SILVIA: UNA BUONA NOTIZIA NON UNA VITTORIA NAZIONALE
ACari lettori, bbiamo ricevuto moltissimi messaggi e mail sulla vicenda di Silvia Romano, quasi tutti critici; del resto quando si scrive a un giornale di solito lo si fa per criticare. In realtà, la liberazione di una giovane donna è sempre una buona notizia. A volte, non tanto nei vostri messaggi quanto in rete, si riaffaccia l’antica mentalità per cui le donne dovrebbero stare a casa, e se incappano in una disavventura «se la sono andata a cercare». Si tratta di una mentalità da respingere con nettezza e da superare.
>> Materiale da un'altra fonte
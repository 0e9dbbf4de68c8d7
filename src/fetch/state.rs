use super::errors::FetchError;

/// How a result-state container reacts to the phases of an attempt.
///
/// The lifecycle only ever calls these for the live attempt, so an
/// implementation never has to reason about staleness.
pub trait StateSurface<T>: Default + Clone + Send + Sync + 'static {
    fn begin(&mut self);

    fn resolve(&mut self, data: T);

    fn reject(&mut self, error: &FetchError);

    fn is_loading(&self) -> bool;
}

/// State exposed by a keyed fetch: the error keeps its message
#[derive(Debug, Clone, PartialEq)]
pub struct FetchState<T> {
    pub data: T,
    pub is_loading: bool,
    pub error: Option<String>,
}

impl<T: Default> Default for FetchState<T> {
    fn default() -> Self {
        Self {
            data: T::default(),
            is_loading: false,
            error: None,
        }
    }
}

impl<T> StateSurface<T> for FetchState<T>
where
    T: Default + Clone + Send + Sync + 'static,
{
    fn begin(&mut self) {
        self.is_loading = true;
    }

    fn resolve(&mut self, data: T) {
        self.data = data;
        self.is_loading = false;
        self.error = None;
    }

    fn reject(&mut self, error: &FetchError) {
        self.is_loading = false;
        self.error = Some(error.user_message());
    }

    fn is_loading(&self) -> bool {
        self.is_loading
    }
}

/// State exposed by a polling fetch: the error is only a presence flag
#[derive(Debug, Clone, PartialEq)]
pub struct PollState<T> {
    pub data: T,
    pub is_loading: bool,
    pub error: bool,
}

impl<T: Default> Default for PollState<T> {
    fn default() -> Self {
        Self {
            data: T::default(),
            is_loading: false,
            error: false,
        }
    }
}

impl<T> StateSurface<T> for PollState<T>
where
    T: Default + Clone + Send + Sync + 'static,
{
    fn begin(&mut self) {
        self.is_loading = true;
    }

    fn resolve(&mut self, data: T) {
        self.data = data;
        self.is_loading = false;
        self.error = false;
    }

    fn reject(&mut self, _error: &FetchError) {
        self.is_loading = false;
        self.error = true;
    }

    fn is_loading(&self) -> bool {
        self.is_loading
    }
}

#[cfg(test)]
mod tests {
    use super::*;

    #[test]
    fn test_default_data_is_concrete() {
        let state = FetchState::<Vec<u32>>::default();
        assert!(state.data.is_empty());
        assert!(!state.is_loading);
        assert!(state.error.is_none());
    }

    #[test]
    fn test_reject_keeps_previous_data() {
        let mut state = FetchState::<Vec<u32>>::default();
        state.begin();
        state.resolve(vec![1, 2]);
        state.begin();
        state.reject(&FetchError::Status(500));
        assert_eq!(state.data, vec![1, 2]);
        assert!(!state.is_loading);
        assert_eq!(state.error.as_deref(), Some("request failed with status 500"));
    }

    #[test]
    fn test_error_survives_until_next_success() {
        let mut state = FetchState::<Vec<u32>>::default();
        state.reject(&FetchError::Status(502));
        state.begin();
        assert!(state.is_loading);
        assert!(state.error.is_some());
        state.resolve(vec![3]);
        assert!(state.error.is_none());
    }

    #[test]
    fn test_poll_state_only_flags_errors() {
        let mut state = PollState::<Vec<u32>>::default();
        state.begin();
        state.reject(&FetchError::Transport("connection reset".to_string()));
        assert!(state.error);
        assert!(!state.is_loading);
        state.begin();
        state.resolve(vec![9]);
        assert!(!state.error);
        assert_eq!(state.data, vec![9]);
    }
}
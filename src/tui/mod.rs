pub mod data_view;
pub mod metrics_tab;
pub mod products_tab;
mod stream;
pub mod theme;
pub mod ui_loop;
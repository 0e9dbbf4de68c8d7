use crate::config::{DemoConfig, UI_TICK_MS};
use crate::error::Result;
use crate::fetch::Transport;
use crate::tui::metrics_tab::MetricsTab;
use crate::tui::products_tab::ProductsTab;
use crate::tui::stream::async_key_events;
use crate::tui::theme::{DeckTheme, Symbols, TextType, UiConstants};
use crossterm::event::{
    DisableMouseCapture, EnableMouseCapture, Event, KeyCode, KeyEvent, KeyEventKind,
};
use crossterm::execute;
use crossterm::terminal::{
    EnterAlternateScreen, LeaveAlternateScreen, disable_raw_mode, enable_raw_mode,
};
use futures::stream::StreamExt;
use ratatui::prelude::*;
use ratatui::widgets::{Block, Borders, Paragraph, Tabs};
use std::io::{self, Stdout};
use std::sync::Arc;
use std::sync::atomic::{AtomicBool, Ordering};
use std::time::Duration;
use tracing::{error, info};

#[derive(Debug, Clone, Copy, PartialEq, Eq)]
pub enum Tab {
    Products,
    Metrics,
}

impl Tab {
    const fn index(self) -> usize {
        match self {
            Self::Products => 0,
            Self::Metrics => 1,
        }
    }

    const fn other(self) -> Self {
        match self {
            Self::Products => Self::Metrics,
            Self::Metrics => Self::Products,
        }
    }
}

#[derive(Debug, Clone, Copy, PartialEq, Eq)]
pub enum DeckCommand {
    Continue,
    Quit,
}

/// Top-level UI state. Only the visible tab is mounted; switching away drops
/// the other tab and with it its hook.
pub struct Deck {
    transport: Arc<dyn Transport>,
    poll_interval: Duration,
    tab: Tab,
    products: Option<ProductsTab>,
    metrics: Option<MetricsTab>,
    tick: usize,
}

impl Deck {
    pub fn new(transport: Arc<dyn Transport>, poll_interval: Duration) -> Self {
        let mut deck = Self {
            transport,
            poll_interval,
            tab: Tab::Products,
            products: None,
            metrics: None,
            tick: 0,
        };
        deck.mount(Tab::Products);
        deck
    }

    fn mount(&mut self, tab: Tab) {
        info!(?tab, "mounting tab");
        self.tab = tab;
        match tab {
            Tab::Products => {
                self.metrics = None;
                self.products = Some(ProductsTab::mount(self.transport.clone()));
            }
            Tab::Metrics => {
                self.products = None;
                self.metrics = Some(MetricsTab::mount(self.transport.clone(), self.poll_interval));
            }
        }
    }

    pub const fn tab(&self) -> Tab {
        self.tab
    }

    pub const fn products(&self) -> Option<&ProductsTab> {
        self.products.as_ref()
    }

    pub const fn metrics(&self) -> Option<&MetricsTab> {
        self.metrics.as_ref()
    }

    pub fn handle_key(&mut self, key: &KeyEvent) -> DeckCommand {
        if key.kind != KeyEventKind::Press {
            return DeckCommand::Continue;
        }
        match key.code {
            KeyCode::Char('q') | KeyCode::Esc => return DeckCommand::Quit,
            KeyCode::Tab | KeyCode::BackTab => {
                self.mount(self.tab.other());
                return DeckCommand::Continue;
            }
            _ => {}
        }

        let handled = match (self.tab, &mut self.products, &mut self.metrics) {
            (Tab::Products, Some(products), _) => products.handle_key(key.code),
            (Tab::Metrics, _, Some(metrics)) => metrics.handle_key(key.code),
            _ => false,
        };
        if !handled {
            tracing::trace!(code = ?key.code, "unhandled key");
        }
        DeckCommand::Continue
    }

    fn draw(&self, f: &mut Frame) {
        let theme = DeckTheme::default();
        f.render_widget(
            Block::default().style(Style::default().bg(theme.bg_primary)),
            f.area(),
        );

        let chunks = Layout::vertical([
            Constraint::Length(UiConstants::HEADER_HEIGHT),
            Constraint::Min(0),
            Constraint::Length(UiConstants::FOOTER_HEIGHT),
        ])
        .split(f.area());

        let tabs = Tabs::new(vec![" Products ", " Live metrics "])
            .select(self.tab.index())
            .style(theme.text_style(TextType::Caption))
            .highlight_style(
                Style::default()
                    .fg(theme.text_primary)
                    .bg(theme.primary)
                    .add_modifier(Modifier::BOLD),
            )
            .block(
                Block::default()
                    .title(" fetchdeck ")
                    .title_style(theme.text_style(TextType::Title))
                    .borders(Borders::BOTTOM)
                    .border_style(Style::default().fg(theme.divider)),
            );
        f.render_widget(tabs, chunks[0]);

        match (self.tab, &self.products, &self.metrics) {
            (Tab::Products, Some(products), _) => products.draw(f, chunks[1], &theme, self.tick),
            (Tab::Metrics, _, Some(metrics)) => metrics.draw(f, chunks[1], &theme, self.tick),
            _ => {}
        }

        let hints = match self.tab {
            Tab::Products => "1-3: endpoint • r: refetch • v: layout • Tab: switch • q: quit",
            Tab::Metrics => "i: interval • Tab: switch • q: quit",
        };
        let footer = Paragraph::new(format!("{} {hints}", Symbols::BULLET))
            .style(theme.text_style(TextType::Caption))
            .block(
                Block::default()
                    .borders(Borders::TOP)
                    .border_style(Style::default().fg(theme.border_focus)),
            );
        f.render_widget(footer, chunks[2]);
    }

    /// Resolves when the mounted tab publishes new state
    async fn changed(&mut self) {
        match (&mut self.products, &mut self.metrics) {
            (Some(products), _) => products.changed().await,
            (_, Some(metrics)) => metrics.changed().await,
            _ => std::future::pending::<()>().await,
        }
    }
}

/// # Errors
///
/// Will return `Err` if function cannot access a terminal or render a ui
pub async fn run(transport: Arc<dyn Transport>, config: &DemoConfig) -> Result<()> {
    // setup terminal
    enable_raw_mode()?;
    let mut stdout = io::stdout();
    execute!(stdout, EnterAlternateScreen, EnableMouseCapture)?;
    let backend = CrosstermBackend::new(stdout);
    let mut terminal = Terminal::new(backend)?;

    let res = run_root_ui_loop(&mut terminal, Deck::new(transport, config.poll_interval)).await;

    // restore terminal
    disable_raw_mode()?;
    execute!(
        terminal.backend_mut(),
        LeaveAlternateScreen,
        DisableMouseCapture
    )?;
    terminal.show_cursor()?;

    if let Err(err) = &res {
        error!("{err}");
    }

    res
}

async fn run_root_ui_loop(
    terminal: &mut Terminal<CrosstermBackend<Stdout>>,
    mut deck: Deck,
) -> Result<()> {
    let should_stop = Arc::new(AtomicBool::new(false));
    let mut key_events = async_key_events(should_stop.clone());
    let mut ticker = tokio::time::interval(Duration::from_millis(UI_TICK_MS));

    loop {
        terminal.draw(|f| deck.draw(f))?;

        tokio::select! {
            event = key_events.next() => match event {
                Some(Event::Key(key)) => {
                    if deck.handle_key(&key) == DeckCommand::Quit {
                        break;
                    }
                }
                Some(_) => {}
                None => break,
            },
            () = deck.changed() => {}
            _ = ticker.tick() => {
                deck.tick = deck.tick.wrapping_add(1);
            }
        }
    }

    should_stop.store(true, Ordering::Relaxed);
    info!("ui loop finished");
    Ok(())
}
//! # aemitter core
//!
//! In-process publish/subscribe: objects register named listeners and later
//! trigger every listener of a name, either synchronously or as a sequential
//! asynchronous waterfall that stops at the first error.
//!
//! ## Architecture
//!
//! 1. **Registry** ([`registry`]) - per event name, an ordered sequence of
//!    listener entries (persistent or once)
//! 2. **Dispatcher** ([`dispatch`]) - snapshots an event's entries and runs
//!    them as a synchronous fan-out or a continuation-driven waterfall
//! 3. **Capability** ([`capability`]) - the [`Evented`] trait, which grants the
//!    operation set to [`Emitter`], to host types embedding a [`Capability`],
//!    and to any value wrapped in a [`Mixin`]
//!
//! ## Usage
//!
//! ```rust
//! use aemitter_core::{json, Emitter, Evented};
//!
//! let emitter = Emitter::new();
//! emitter.on("job", |call| {
//!     if let Some(next) = call.next {
//!         next.done();
//!     }
//!     Ok(())
//! });
//!
//! // Synchronous fan-out
//! emitter.publish("job", &[json!("build")]).unwrap();
//!
//! // Waterfall with a completion callback
//! emitter.publish_with("job", vec![json!("build")], |err| {
//!     assert!(err.is_none());
//! });
//! ```

pub mod capability;
pub mod config;
pub mod dispatch;
pub mod emitter;
pub mod error;
pub mod registry;
pub mod types;

pub use capability::{apply_capability, Capability, Evented, Mixin};
pub use config::EmitterConfig;
pub use dispatch::{Invocation, Next, PendingPublish};
pub use emitter::{global, init_global, Emitter};
pub use error::{ConfigError, EmitterError};
pub use registry::Listener;
pub use types::{Args, CompletionFn, ListenerFn, ListenerResult};

// Re-exported for listener arguments and the `emit!` macro
pub use serde_json::{json, Value};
Un conto però è una buona notizia; un’altra una vittoria nazionale da celebrare. Non è questo il caso. Non mi pare lesa maestà criticare la corsa ad annunciare la liberazione di Silvia via twitter, prima ancora di avvertire la famiglia, e poi la gara ad andare a prenderla in aeroporto (anche se in effetti non è la prima volta che questo accade). Non abbiamo sgominato gli assassini di Al Shabaab; li abbiamo finanziati con il denaro pubblico. Ne valeva la pena per salvare una vita; ma in questi casi la discrezione è preferibile all’ostentazione. Quanto alle conversioni, sono sempre un affare del cuore, e quindi privato; è legittimo però chiedersi quanto sia libera la scelta di convertirsi in prigionia alla religione dei carcerieri. Lo slancio umanitario è sempre da apprezzare: non possiamo dire a ogni occasione «aiutiamoli a casa loro», e poi lamentarci di chi tenta di farlo. Ma è doveroso, anche per il futuro, ragionare bene prima di affidarsi a una ong qualsiasi. Un conto è andare in Africa, ad esempio, con Sant’egidio: forse l’organizzazione non governativa più radicata nel continente, dove è presente da decenni, dove è in grado di valutare opportunità e pericoli, in Paesi che conosce bene e talora ha contribuito a pacificare. Un altro è affidarsi a una ong semisconosciuta, che all’evidenza non ha saputo difendere Silvia.